This presentation brings together a new series of multi-panel paintings by Maryam Hoseini that examine becoming through duration, sequencing, and fragmentation. Each work is composed of three or four painted wood panels that form a continuous field across space. Within these works, the body does not resolve into a singular form; it is stretched, repeated, and held across patterned surfaces and architectural fields. Landscapes drift in and out of clarity, creating moments of tension and disorientation that resist a singular point of arrival.

Hoseini’s practice is rooted in liminality, hybridity, and dissonance: conditions in which identity, memory, and presence are continually reconfigured across geographies, genders, and languages.

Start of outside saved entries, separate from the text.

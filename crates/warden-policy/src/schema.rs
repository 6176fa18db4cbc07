//! # Tool Argument Schema Validator
//!
//! A small JSON-Schema subset used to validate tool arguments before
//! execution. Supported keywords: property types, `required`,
//! `minLength`/`maxLength`, `pattern`, `enum`, `minimum`/`maximum`,
//! nested `properties`, `items`, and `additionalProperties`.
//!
//! Validation failures are NOT errors: the validator returns a report
//! with `valid = false` and every violation it found. Unregistered tools
//! pass with a warning so new tools do not hard-fail before a schema
//! ships for them.

use regex::Regex;
use serde::{Deserialize, Serialize};
use serde_json::Value;
use std::collections::{BTreeMap, HashMap};

/// Accepted property types.
#[derive(Debug, Clone, Copy, PartialEq, Eq, Serialize, Deserialize)]
#[serde(rename_all = "lowercase")]
pub enum SchemaType {
    /// UTF-8 string.
    String,
    /// Integer or float.
    Number,
    /// Boolean.
    Boolean,
    /// Nested object.
    Object,
    /// Array.
    Array,
    /// JSON null.
    Null,
    /// Anything.
    Any,
}

impl SchemaType {
    fn matches(self, value: &Value) -> bool {
        match self {
            SchemaType::String => value.is_string(),
            SchemaType::Number => value.is_number(),
            SchemaType::Boolean => value.is_boolean(),
            SchemaType::Object => value.is_object(),
            SchemaType::Array => value.is_array(),
            SchemaType::Null => value.is_null(),
            SchemaType::Any => true,
        }
    }

    fn name(self) -> &'static str {
        match self {
            SchemaType::String => "string",
            SchemaType::Number => "number",
            SchemaType::Boolean => "boolean",
            SchemaType::Object => "object",
            SchemaType::Array => "array",
            SchemaType::Null => "null",
            SchemaType::Any => "any",
        }
    }
}

fn type_name(value: &Value) -> &'static str {
    match value {
        Value::Null => "null",
        Value::Bool(_) => "boolean",
        Value::Number(_) => "number",
        Value::String(_) => "string",
        Value::Array(_) => "array",
        Value::Object(_) => "object",
    }
}
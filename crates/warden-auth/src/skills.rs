//! # Skill Approval Gate
//!
//! Gates installation of third-party extensions ("skills") behind an
//! owner-approval workflow and content-hash verification.
//!
//! ## Approval Lifecycle
//!
//! ```text
//! request ──▶ pending ──▶ approved ──▶ installed
//!                │  \
//!                │   ─▶ denied
//!                ▼
//!             expired   (24h without a decision)
//! ```
//!
//! Only `pending` records accept decisions; everything else is a typed
//! error. Expiry is lazy - stale pending records flip to `expired` on
//! any access.
//!
//! ## Content Verification
//!
//! Skill bytes are verified against an expected hash (hex or SRI
//! `algo-base64` form) with a constant-time comparison.

use base64::engine::general_purpose::STANDARD as BASE64_STANDARD;
use base64::Engine;
use chrono::{DateTime, Duration, Utc};
use serde::{Deserialize, Serialize};
use sha2::{Digest, Sha256, Sha384, Sha512};
use std::collections::HashMap;
use std::sync::Mutex;
use subtle::ConstantTimeEq;
use thiserror::Error;
use tracing::{debug, info};
use uuid::Uuid;

/// Hash algorithms supported for skill content verification.
#[derive(Debug, Clone, Copy, PartialEq, Eq, Serialize, Deserialize)]
#[serde(rename_all = "lowercase")]
pub enum HashAlgorithm {
    /// SHA-256 (default).
    Sha256,
    /// SHA-384.
    Sha384,
    /// SHA-512.
    Sha512,
}

impl HashAlgorithm {
    /// Parses a case-insensitive algorithm name.
    #[must_use]
    pub fn parse(name: &str) -> Option<Self> {
        match name.to_ascii_lowercase().as_str() {
            "sha256" => Some(Self::Sha256),
            "sha384" => Some(Self::Sha384),
            "sha512" => Some(Self::Sha512),
            _ => None,
        }
    }

    /// Canonical lowercase name.
    #[must_use]
    pub const fn name(self) -> &'static str {
        match self {
            Self::Sha256 => "sha256",
            Self::Sha384 => "sha384",
            Self::Sha512 => "sha512",
        }
    }

    fn digest(self, bytes: &[u8]) -> Vec<u8> {
        match self {
            Self::Sha256 => Sha256::digest(bytes).to_vec(),
            Self::Sha384 => Sha384::digest(bytes).to_vec(),
            Self::Sha512 => Sha512::digest(bytes).to_vec(),
        }
    }
}

impl Default for HashAlgorithm {
    fn default() -> Self {
        Self::Sha256
    }
}

/// Skill gate configuration.
#[derive(Debug, Clone, Serialize, Deserialize)]
pub struct SkillGateConfig {
    /// Approve every request immediately (development setups).
    pub auto_install: bool,
    /// Require an owner decision on each request.
    pub require_owner_approval: bool,
    /// Verify content hashes before installation.
    pub verify_hashes: bool,
    /// Hash algorithm used when none is implied by the expected value.
    pub hash_algorithm: HashAlgorithm,
    /// Milliseconds before a pending request expires.
    pub approval_expiration_ms: u64,
    /// Cap on simultaneously pending requests.
    pub max_pending_approvals: usize,
}

impl Default for SkillGateConfig {
    fn default() -> Self {
        Self {
            auto_install: false,
            require_owner_approval: true,
            verify_hashes: true,
            hash_algorithm: HashAlgorithm::Sha256,
            approval_expiration_ms: 86_400_000,
            max_pending_approvals: 50,
        }
    }
}

/// A skill installation request.
#[derive(Debug, Clone, PartialEq, Eq, Serialize, Deserialize)]
pub struct SkillRequest {
    /// Stable skill identifier.
    pub skill_id: String,
    /// Display name.
    pub name: String,
    /// Version requested.
    pub version: Option<String>,
    /// Where the skill comes from.
    pub source: String,
    /// Who asked for it.
    pub requested_by: String,
}

/// Status of an approval record.
#[derive(Debug, Clone, Copy, PartialEq, Eq, Serialize, Deserialize)]
#[serde(rename_all = "lowercase")]
pub enum ApprovalStatus {
    /// Waiting for an owner decision.
    Pending,
    /// Approved for installation.
    Approved,
    /// Refused.
    Denied,
    /// Timed out without a decision.
    Expired,
}

/// One approval record.
#[derive(Debug, Clone, PartialEq, Serialize, Deserialize)]
pub struct ApprovalRecord {
    /// Record id presented back with decisions.
    pub id: String,
    /// The underlying request.
    pub request: SkillRequest,
    /// Current status.
    pub status: ApprovalStatus,
    /// When the request was made.
    pub requested_at: DateTime<Utc>,
    /// When a decision happened.
    pub decided_at: Option<DateTime<Utc>>,
    /// Who decided.
    pub decided_by: Option<String>,
    /// Why, when given.
    pub reason: Option<String>,
}

/// An installed skill's registry entry.
#[derive(Debug, Clone, PartialEq, Eq, Serialize, Deserialize)]
pub struct InstalledSkill {
    /// Hex content hash recorded at install time.
    pub content_hash: String,
    /// Installed version.
    pub version: Option<String>,
}

/// Skill gate errors.
#[derive(Debug, Clone, Error, PartialEq, Eq)]
pub enum SkillError {
    /// Too many requests already pending.
    #[error("pending approval limit reached ({limit}) for '{skill_id}'")]
    MaxPendingExceeded {
        /// The request that was refused.
        skill_id: String,
        /// The configured cap.
        limit: usize,
    },

    /// No approval record with this id.
    #[error("no approval record with id {id}")]
    NotFound {
        /// The id presented.
        id: String,
    },

    /// A decision was attempted on a non-pending record.
    #[error("approval {id} is {status:?}, only pending records accept decisions")]
    InvalidStatus {
        /// The id presented.
        id: String,
        /// Its actual status.
        status: ApprovalStatus,
    },

    /// The expected hash could not be interpreted.
    #[error("malformed expected hash: {reason}")]
    MalformedHash {
        /// What was wrong.
        reason: String,
    },
}

/// The skill approval gate and installation registry.
#[derive(Debug, Default)]
pub struct SkillGate {
    config: SkillGateConfig,
    approvals: Mutex<HashMap<String, ApprovalRecord>>,
    installed: Mutex<HashMap<String, InstalledSkill>>,
}

impl SkillGate {
    /// Creates a gate with the given configuration.
    #[must_use]
    pub fn new(config: SkillGateConfig) -> Self {
        Self {
            config,
            approvals: Mutex::new(HashMap::new()),
            installed: Mutex::new(HashMap::new()),
        }
    }

    /// Submits an installation request.
    ///
    /// With `auto_install` the record is approved immediately; otherwise
    /// it is enqueued as pending, subject to the pending cap.
    ///
    /// # Errors
    ///
    /// [`SkillError::MaxPendingExceeded`] at the cap.
    pub fn request_approval(&self, request: SkillRequest) -> Result<ApprovalRecord, SkillError> {
        let now = Utc::now();
        let mut approvals = self.approvals.lock().expect("skill gate lock");
        expire_stale(&mut approvals, now, self.config.approval_expiration_ms);

        if self.config.auto_install {
            let record = ApprovalRecord {
                id: Uuid::new_v4().to_string(),
                request,
                status: ApprovalStatus::Approved,
                requested_at: now,
                decided_at: Some(now),
                decided_by: Some("auto-install".to_string()),
                reason: None,
            };
            approvals.insert(record.id.clone(), record.clone());
            info!(skill = %record.request.skill_id, "skill auto-approved");
            return Ok(record);
        }

        let pending = approvals
            .values()
            .filter(|r| r.status == ApprovalStatus::Pending)
            .count();
        if pending >= self.config.max_pending_approvals {
            return Err(SkillError::MaxPendingExceeded {
                skill_id: request.skill_id,
                limit: self.config.max_pending_approvals,
            });
        }

        let record = ApprovalRecord {
            id: Uuid::new_v4().to_string(),
            request,
            status: ApprovalStatus::Pending,
            requested_at: now,
            decided_at: None,
            decided_by: None,
            reason: None,
        };
        approvals.insert(record.id.clone(), record.clone());
        debug!(skill = %record.request.skill_id, id = %record.id, "skill approval pending");
        Ok(record)
    }

    /// Approves a pending request.
    ///
    /// # Errors
    ///
    /// [`SkillError::NotFound`] or [`SkillError::InvalidStatus`].
    pub fn approve(
        &self,
        id: &str,
        decided_by: &str,
        reason: Option<String>,
    ) -> Result<ApprovalRecord, SkillError> {
        self.decide(id, decided_by, reason, ApprovalStatus::Approved)
    }

    /// Denies a pending request.
    ///
    /// # Errors
    ///
    /// [`SkillError::NotFound`] or [`SkillError::InvalidStatus`].
    pub fn deny(
        &self,
        id: &str,
        decided_by: &str,
        reason: Option<String>,
    ) -> Result<ApprovalRecord, SkillError> {
        self.decide(id, decided_by, reason, ApprovalStatus::Denied)
    }

    fn decide(
        &self,
        id: &str,
        decided_by: &str,
        reason: Option<String>,
        status: ApprovalStatus,
    ) -> Result<ApprovalRecord, SkillError> {
        let now = Utc::now();
        let mut approvals = self.approvals.lock().expect("skill gate lock");
        expire_stale(&mut approvals, now, self.config.approval_expiration_ms);

        let record = approvals
            .get_mut(id)
            .ok_or_else(|| SkillError::NotFound { id: id.to_string() })?;
        if record.status != ApprovalStatus::Pending {
            return Err(SkillError::InvalidStatus {
                id: id.to_string(),
                status: record.status,
            });
        }
        record.status = status;
        record.decided_at = Some(now);
        record.decided_by = Some(decided_by.to_string());
        record.reason = reason;
        info!(id, decided_by, status = ?status, "skill approval decided");
        Ok(record.clone())
    }

    /// Fetches an approval record, applying lazy expiry first.
    #[must_use]
    pub fn get_approval(&self, id: &str) -> Option<ApprovalRecord> {
        let now = Utc::now();
        let mut approvals = self.approvals.lock().expect("skill gate lock");
        expire_stale(&mut approvals, now, self.config.approval_expiration_ms);
        approvals.get(id).cloned()
    }

    /// Number of pending requests after lazy expiry.
    #[must_use]
    pub fn pending_count(&self) -> usize {
        let now = Utc::now();
        let mut approvals = self.approvals.lock().expect("skill gate lock");
        expire_stale(&mut approvals, now, self.config.approval_expiration_ms);
        approvals
            .values()
            .filter(|r| r.status == ApprovalStatus::Pending)
            .count()
    }

    /// Verifies skill content against an expected hash.
    ///
    /// The expected value is hex in the configured algorithm, or an SRI
    /// string (`sha384-BASE64`) which carries its own algorithm. The
    /// comparison is constant-time. With `verify_hashes` disabled this
    /// always returns `true`.
    #[must_use]
    pub fn verify_content(&self, content: &[u8], expected: &str) -> bool {
        if !self.config.verify_hashes {
            return true;
        }
        let (algorithm, expected_hex) = match parse_expected_hash(expected) {
            Ok(parsed) => parsed,
            Err(_) => return false,
        };
        let algorithm = algorithm.unwrap_or(self.config.hash_algorithm);
        let Ok(expected_bytes) = hex::decode(&expected_hex) else {
            return false;
        };
        let actual = algorithm.digest(content);
        if actual.len() != expected_bytes.len() {
            return false;
        }
        actual.ct_eq(&expected_bytes).into()
    }

    /// Records a skill as installed.
    pub fn install(&self, skill_id: &str, content_hash: &str, version: Option<String>) {
        self.installed.lock().expect("skill registry lock").insert(
            skill_id.to_string(),
            InstalledSkill {
                content_hash: content_hash.to_string(),
                version,
            },
        );
        info!(skill = skill_id, "skill installed");
    }

    /// Whether a skill is installed.
    #[must_use]
    pub fn is_installed(&self, skill_id: &str) -> bool {
        self.installed
            .lock()
            .expect("skill registry lock")
            .contains_key(skill_id)
    }

    /// The registry entry for an installed skill.
    #[must_use]
    pub fn get_installed_skill(&self, skill_id: &str) -> Option<InstalledSkill> {
        self.installed
            .lock()
            .expect("skill registry lock")
            .get(skill_id)
            .cloned()
    }
}

fn expire_stale(
    approvals: &mut HashMap<String, ApprovalRecord>,
    now: DateTime<Utc>,
    expiration_ms: u64,
) {
    let max_age = Duration::milliseconds(expiration_ms as i64);
    for record in approvals.values_mut() {
        if record.status == ApprovalStatus::Pending && now - record.requested_at > max_age {
            record.status = ApprovalStatus::Expired;
        }
    }
}

/// Splits an expected hash into `(algorithm override, hex digest)`.
///
/// SRI form `algo-base64` converts the base64 digest to hex; a plain
/// string must already be hex.
fn parse_expected_hash(expected: &str) -> Result<(Option<HashAlgorithm>, String), SkillError> {
    let expected = expected.trim();
    if let Some((algo_name, b64)) = expected.split_once('-') {
        if let Some(algorithm) = HashAlgorithm::parse(algo_name) {
            let bytes = BASE64_STANDARD
                .decode(b64)
                .map_err(|e| SkillError::MalformedHash {
                    reason: format!("invalid SRI base64: {e}"),
                })?;
            return Ok((Some(algorithm), hex::encode(bytes)));
        }
    }
    if expected.chars().all(|c| c.is_ascii_hexdigit()) && !expected.is_empty() {
        return Ok((None, expected.to_ascii_lowercase()));
    }
    Err(SkillError::MalformedHash {
        reason: "neither hex nor algo-base64".to_string(),
    })
}

/// Builds an SRI string (`algo-base64`) for skill content.
#[must_use]
pub fn create_sri_hash(content: &[u8], algorithm: HashAlgorithm) -> String {
    let digest = algorithm.digest(content);
    format!("{}-{}", algorithm.name(), BASE64_STANDARD.encode(digest))
}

Figures operate simultaneously as bodily forms and structural elements. Sensuality and violence remain entangled, as bodies are both carried by and compressed within the structures that frame them.

Each panel operates as a unit within a larger continuum, allowing the image to pause, recalibrate, and carry forward. This modular approach draws on the logic of ancient friezes and architectural reliefs, where figures unfold across extended surfaces and meaning accumulates through progression rather than narrative closure. Orientation shifts across panels--some are horizontal, others vertical--producing a sense of movement that is durational rather than directional.

Building on the artist’s recent exhibition Swells at Green Art Gallery, Dubai, these paintings propose a cosmology understood as an open system, composed of mirrored forms and layered anatomies that develop gradually rather than resolve symbolically. Bodies, motifs, and architectural elements extend across seams, as meaning emerges through crossings, delays, and moments of transition.